**TO DO**
Restate all of the data exactly.

(Saved data entries)
▼▼▼

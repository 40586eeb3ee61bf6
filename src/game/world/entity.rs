//! Simulation entities: projectiles, enemies and the bounding boxes they share.

use glam::Vec2;

use crate::game::config::EnemyConfig;

/// Axis-aligned bounding box in logical screen space (y grows downward).
#[derive(Debug, Clone, Copy, PartialEq)]
pub struct Aabb {
    pub min: Vec2,
    pub size: Vec2,
}

impl Aabb {
    pub const fn new(min: Vec2, size: Vec2) -> Self {
        Self { min, size }
    }

    pub fn left(&self) -> f32 {
        self.min.x
    }

    pub fn right(&self) -> f32 {
        self.min.x + self.size.x
    }

    pub fn top(&self) -> f32 {
        self.min.y
    }

    pub fn bottom(&self) -> f32 {
        self.min.y + self.size.y
    }

    pub fn center(&self) -> Vec2 {
        self.min + self.size * 0.5
    }

    /// Touching edges count as an overlap.
    pub fn overlaps(&self, other: &Aabb) -> bool {
        self.left() <= other.right()
            && other.left() <= self.right()
            && self.top() <= other.bottom()
            && other.top() <= self.bottom()
    }

    pub fn translate(&mut self, delta: Vec2) {
        self.min += delta;
    }
}

#[derive(Debug, Clone, PartialEq)]
pub struct Projectile {
    pub bounds: Aabb,
}

impl Projectile {
    pub fn new(bounds: Aabb) -> Self {
        Self { bounds }
    }

    pub fn advance(&mut self, speed: f32) {
        self.bounds.translate(Vec2::new(0.0, -speed));
    }

    /// True once the projectile has left through the top of the screen.
    pub fn is_off_screen(&self) -> bool {
        self.bounds.bottom() < 0.0
    }
}

#[derive(Debug, Clone, Copy, PartialEq, Eq, Hash)]
pub enum EnemyKind {
    Ufo,
    Snake,
}

impl EnemyKind {
    pub const ALL: [EnemyKind; 2] = [EnemyKind::Ufo, EnemyKind::Snake];
}

#[derive(Debug, Clone, PartialEq)]
pub struct Enemy {
    pub kind: EnemyKind,
    pub bounds: Aabb,
    pub velocity: Vec2,
    pub points: u32,
}

impl Enemy {
    /// Creates an enemy at `position`. `direction` picks the sign of the
    /// horizontal velocity.
    pub fn new(kind: EnemyKind, config: &EnemyConfig, position: Vec2, direction: f32) -> Self {
        Self {
            kind,
            bounds: Aabb::new(position, Vec2::new(config.width, config.height)),
            velocity: Vec2::new(config.velocity_x * direction.signum(), config.velocity_y),
            points: config.points,
        }
    }

    pub fn advance(&mut self, screen_width: f32) {
        self.bounds.translate(self.velocity);
        if self.kind != EnemyKind::Ufo {
            return;
        }
        // UFOs bounce between the side walls.
        if self.bounds.left() < 0.0 {
            self.bounds.min.x = 0.0;
            self.velocity.x = self.velocity.x.abs();
        } else if self.bounds.right() > screen_width {
            self.bounds.min.x = screen_width - self.bounds.size.x;
            self.velocity.x = -self.velocity.x.abs();
        }
    }

    /// True once the enemy has fallen entirely below the screen.
    pub fn has_escaped(&self, screen_height: f32) -> bool {
        self.bounds.top() >= screen_height
    }
}

#[cfg(test)]
mod tests {
    use super::*;

    fn boxed(x: f32, y: f32, w: f32, h: f32) -> Aabb {
        Aabb::new(Vec2::new(x, y), Vec2::new(w, h))
    }

    #[test]
    fn overlapping_boxes_collide() {
        assert!(boxed(0.0, 0.0, 10.0, 10.0).overlaps(&boxed(5.0, 5.0, 10.0, 10.0)));
    }

    #[test]
    fn touching_edges_collide() {
        assert!(boxed(0.0, 0.0, 10.0, 10.0).overlaps(&boxed(10.0, 0.0, 10.0, 10.0)));
        assert!(boxed(0.0, 0.0, 10.0, 10.0).overlaps(&boxed(0.0, 10.0, 10.0, 10.0)));
    }

    #[test]
    fn separated_boxes_do_not_collide() {
        assert!(!boxed(0.0, 0.0, 10.0, 10.0).overlaps(&boxed(10.5, 0.0, 10.0, 10.0)));
        assert!(!boxed(0.0, 0.0, 10.0, 10.0).overlaps(&boxed(0.0, -11.0, 10.0, 10.0)));
    }

    #[test]
    fn contained_box_collides() {
        assert!(boxed(0.0, 0.0, 100.0, 100.0).overlaps(&boxed(40.0, 40.0, 2.0, 2.0)));
    }

    #[test]
    fn projectile_moves_up_and_leaves_screen() {
        let mut shot = Projectile::new(boxed(10.0, 4.0, 6.0, 12.0));
        shot.advance(2.0);
        assert_eq!(shot.bounds.top(), 2.0);
        assert!(!shot.is_off_screen());
        for _ in 0..8 {
            shot.advance(2.0);
        }
        assert!(shot.is_off_screen());
    }

    #[test]
    fn ufo_bounces_off_left_wall() {
        let mut ufo = Enemy::new(EnemyKind::Ufo, &EnemyConfig::ufo(), Vec2::new(1.0, 0.0), -1.0);
        ufo.advance(640.0);
        assert_eq!(ufo.bounds.left(), 0.0);
        assert!(ufo.velocity.x > 0.0);
        assert_eq!(ufo.bounds.top(), 1.0);
    }

    #[test]
    fn ufo_bounces_off_right_wall() {
        let config = EnemyConfig::ufo();
        let start = Vec2::new(640.0 - config.width - 1.0, 0.0);
        let mut ufo = Enemy::new(EnemyKind::Ufo, &config, start, 1.0);
        ufo.advance(640.0);
        assert_eq!(ufo.bounds.right(), 640.0);
        assert!(ufo.velocity.x < 0.0);
    }

    #[test]
    fn snake_falls_straight() {
        let mut snake = Enemy::new(EnemyKind::Snake, &EnemyConfig::snake(), Vec2::new(100.0, 0.0), 1.0);
        snake.advance(640.0);
        assert_eq!(snake.bounds.min, Vec2::new(100.0, 2.0));
    }

    #[test]
    fn enemy_escapes_only_when_fully_below() {
        let snake = Enemy::new(EnemyKind::Snake, &EnemyConfig::snake(), Vec2::new(0.0, 479.0), 1.0);
        assert!(!snake.has_escaped(480.0));
        let snake = Enemy::new(EnemyKind::Snake, &EnemyConfig::snake(), Vec2::new(0.0, 480.0), 1.0);
        assert!(snake.has_escaped(480.0));
    }
}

▲▲▲

**OUTPUT BELOW**
repository 40586eeb3ee61bf6
filename src/game/world/entity.rs
//! Simulation entities: projectiles, enemies and the bounding boxes they share.

use glam::Vec2;

use crate::game::config::EnemyConfig;

/// Axis-aligned bounding box in logical screen space (y grows downward).
#[derive(Debug, Clone, Copy, PartialEq)]
pub struct Aabb {
    pub min: Vec2,
    pub size: Vec2,
}

impl Aabb {
    pub const fn new(min: Vec2, size: Vec2) -> Self {
        Self { min, size }
    }

    pub fn left(&self) -> f32 {
        self.min.x
    }

    pub fn right(&self) -> f32 {
        self.min.x + self.size.x
    }

    pub fn top(&self) -> f32 {
        self.min.y
    }

    pub fn bottom(&self) -> f32 {
        self.min.y + self.size.y
    }

    pub fn center(&self) -> Vec2 {
        self.min + self.size * 0.5
    }

    /// Touching edges count as an overlap.
    pub fn overlaps(&self, other: &Aabb) -> bool {
        self.left() <= other.right()
            && other.left() <= self.right()
            && self.top() <= other.bottom()
            && other.top() <= self.bottom()
    }

    pub fn translate(&mut self, delta: Vec2) {
        self.min += delta;
    }
}

#[derive(Debug, Clone, PartialEq)]
pub struct Projectile {
    pub bounds: Aabb,
}

impl Projectile {
    pub fn new(bounds: Aabb) -> Self {
        Self { bounds }
    }

    pub fn advance(&mut self, speed: f32) {
        self.bounds.translate(Vec2::new(0.0, -speed));
    }

    /// True once the projectile has left through the top of the screen.
    pub fn is_off_screen(&self) -> bool {
        self.bounds.bottom() < 0.0
    }
}

#[derive(Debug, Clone, Copy, PartialEq, Eq, Hash)]
pub enum EnemyKind {
    Ufo,
    Snake,
}

impl EnemyKind {
    pub const ALL: [EnemyKind; 2] = [EnemyKind::Ufo, EnemyKind::Snake];
}

#[derive(Debug, Clone, PartialEq)]
pub struct Enemy {
    pub kind: EnemyKind,
    pub bounds: Aabb,
    pub velocity: Vec2,
    pub points: u32,
}

impl Enemy {
    /// Creates an enemy at `position`. `direction` picks the sign of the
    /// horizontal velocity.
    pub fn new(kind: EnemyKind, config: &EnemyConfig, position: Vec2, direction: f32) -> Self {
        Self {
            kind,
            bounds: Aabb::new(position, Vec2::new(config.width, config.height)),
            velocity: Vec2::new(config.velocity_x * direction.signum(), config.velocity_y),
            points: config.points,
        }
    }

    pub fn advance(&mut self, screen_width: f32) {
        self.bounds.translate(self.velocity);
        if self.kind != EnemyKind::Ufo {
            return;
        }
        // UFOs bounce between the side walls.
        if self.bounds.left() < 0.0 {
            self.bounds.min.x = 0.0;
            self.velocity.x = self.velocity.x.abs();
        } else if self.bounds.right() > screen_width {
            self.bounds.min.x = screen_width - self.bounds.size.x;
            self.velocity.x = -self.velocity.x.abs();
        }
    }

    /// True once the enemy has fallen entirely below the screen.
    pub fn has_escaped(&self, screen_height: f32) -> bool {
        self.bounds.top() >= screen_height
    }
}

#[cfg(test)]
mod tests {
    use super::*;

    fn boxed(x: f32, y: f32, w: f32, h: f32) -> Aabb {
        Aabb::new(Vec2::new(x, y), Vec2::new(w, h))
    }

    #[test]
    fn overlapping_boxes_collide() {
        assert!(boxed(0.0, 0.0, 10.0, 10.0).overlaps(&boxed(5.0, 5.0, 10.0, 10.0)));
    }

    #[test]
    fn touching_edges_collide() {
        assert!(boxed(0.0, 0.0, 10.0, 10.0).overlaps(&boxed(10.0, 0.0, 10.0, 10.0)));
        assert!(boxed(0.0, 0.0, 10.0, 10.0).overlaps(&boxed(0.0, 10.0, 10.0, 10.0)));
    }

    #[test]
    fn separated_boxes_do_not_collide() {
        assert!(!boxed(0.0, 0.0, 10.0, 10.0).overlaps(&boxed(10.5, 0.0, 10.0, 10.0)));
        assert!(!boxed(0.0, 0.0, 10.0, 10.0).overlaps(&boxed(0.0, -11.0, 10.0, 10.0)));
    }

    #[test]
    fn contained_box_collides() {
        assert!(boxed(0.0, 0.0, 100.0, 100.0).overlaps(&boxed(40.0, 40.0, 2.0, 2.0)));
    }

    #[test]
    fn projectile_moves_up_and_leaves_screen() {
        let mut shot = Projectile::new(boxed(10.0, 4.0, 6.0, 12.0));
        shot.advance(2.0);
        assert_eq!(shot.bounds.top(), 2.0);
        assert!(!shot.is_off_screen());
        for _ in 0..8 {
            shot.advance(2.0);
        }
        assert!(shot.is_off_screen());
    }

    #[test]
    fn ufo_bounces_off_left_wall() {
        let mut ufo = Enemy::new(EnemyKind::Ufo, &EnemyConfig::ufo(), Vec2::new(1.0, 0.0), -1.0);
        ufo.advance(640.0);
        assert_eq!(ufo.bounds.left(), 0.0);
        assert!(ufo.velocity.x > 0.0);
        assert_eq!(ufo.bounds.top(), 1.0);
    }

    #[test]
    fn ufo_bounces_off_right_wall() {
        let config = EnemyConfig::ufo();
        let start = Vec2::new(640.0 - config.width - 1.0, 0.0);
        let mut ufo = Enemy::new(EnemyKind::Ufo, &config, start, 1.0);
        ufo.advance(640.0);
        assert_eq!(ufo.bounds.right(), 640.0);
        assert!(ufo.velocity.x < 0.0);
    }

    #[test]
    fn snake_falls_straight() {
        let mut snake = Enemy::new(EnemyKind::Snake, &EnemyConfig::snake(), Vec2::new(100.0, 0.0), 1.0);
        snake.advance(640.0);
        assert_eq!(snake.bounds.min, Vec2::new(100.0, 2.0));
    }

    #[test]
    fn enemy_escapes_only_when_fully_below() {
        let snake = Enemy::new(EnemyKind::Snake, &EnemyConfig::snake(), Vec2::new(0.0, 479.0), 1.0);
        assert!(!snake.has_escaped(480.0));
        let snake = Enemy::new(EnemyKind::Snake, &EnemyConfig::snake(), Vec2::new(0.0, 480.0), 1.0);
        assert!(snake.has_escaped(480.0));
    }
}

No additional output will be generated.